When you need something healthy and spicy this vegetarian Thai green curry with tofu and broccoli is the perfect thing! Serve with fluffy rice for an easy weeknight dinner.
I love how simple and delicious this curry is!
Will loves Thai curries so I try to include the ingredients for one on the shopping list every now and then and this vegetarian green curry is one of my favourite versions.
I think tofu and broccoli are two of my favourite things to put in any type of curry as they really bulk it out while keeping it super healthy and good for you.
The sauce for this curry is a simple combination of store bought curry paste and coconut milk with a few extra goodies thrown in for bags of flavour.

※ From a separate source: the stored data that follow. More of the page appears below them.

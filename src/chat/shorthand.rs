//! One-line constructors for the common cases.

use super::{
    context::{Chat, Message, Role},
    prompt::Prompt,
};

pub fn msg_system(text: impl Into<String>) -> Message {
    Message::new(Role::System, text)
}

pub fn msg_user(text: impl Into<String>) -> Message {
    Message::new(Role::User, text)
}

pub fn msg_assistant(text: impl Into<String>) -> Message {
    Message::new(Role::Assistant, text)
}

pub fn chat(messages: impl IntoIterator<Item = Message>) -> Chat {
    Chat::new(messages)
}

pub fn prmt<I>(parts: I) -> Prompt
where
    I: IntoIterator,
    I::Item: AsRef<str>,
{
    Prompt::new(parts)
}

/// Collects messages (or `(Role, text)` pairs) into an ordered list for [`chat`].
pub fn msgs<I>(messages: I) -> Vec<Message>
where
    I: IntoIterator,
    I::Item: Into<Message>,
{
    messages.into_iter().map(Into::into).collect()
}

#[cfg(test)]
mod tests {
    use super::*;

    #[test]
    fn message_shorthands_pick_the_role() {
        assert_eq!(msg_system("s").role(), Role::System);
        assert_eq!(msg_user("u").role(), Role::User);
        assert_eq!(msg_assistant("a").role(), Role::Assistant);
        assert_eq!(msg_user("u"), Message::new(Role::User, "u"));
    }

    #[test]
    fn msgs_passes_messages_through_in_order() {
        let list = msgs([msg_user("one"), msg_assistant("two")]);
        assert_eq!(list, vec![msg_user("one"), msg_assistant("two")]);

        let list = msgs([(Role::System, "sys"), (Role::User, "hi")]);
        assert_eq!(list, vec![msg_system("sys"), msg_user("hi")]);
    }

    #[test]
    fn chat_and_prmt_delegate() {
        let c = chat(msgs([msg_user("a"), msg_user("b")]));
        assert_eq!(c.as_content_list(), vec!["a", "b"]);

        assert_eq!(prmt(["  x", "  y"]).render(), "x\ny");
    }

    #[test]
    fn prompts_feed_message_content() {
        let system = prmt(["\n    Be brief.\n"]);
        assert_eq!(msg_system(system).content(), "Be brief.");
    }
}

It’s a super simple recipe which you could use with any of your favourite curry ingredients.
Why we love this vegetarian Thai green curry…
It’s such a simple and easy recipe which takes just 20-30 minutes from start to finish which means you can make it on the busiest of weeknights.
You can make it using whatever ingredients you like including meat if you prefer or you could skip the tofu and stick to all your favourite veggies.
This recipe is also great for leftovers and makes a delicious lunch the next day.
It’s also a healthy vegetarian/vegan recipe which we just love for a meatless Monday!
Tofu Green Curry Ingredients
Firm Tofu: Pressed and the cut into cubes and tossed with cornflour before frying until crispy.
Broccoli: Cut into florets. Or you could use another vegetable of your choice.
Coconut Milk: I use 2 tins of full fat for a super creamy and indulgent curry.
Green Curry Paste: Go for whatever your favourite brand is.
Soy Sauce: Or you could use fish sauce if you’re not concerned about keeping this recipe vegetarian.
Fresh Coriander: Chopped, to serve.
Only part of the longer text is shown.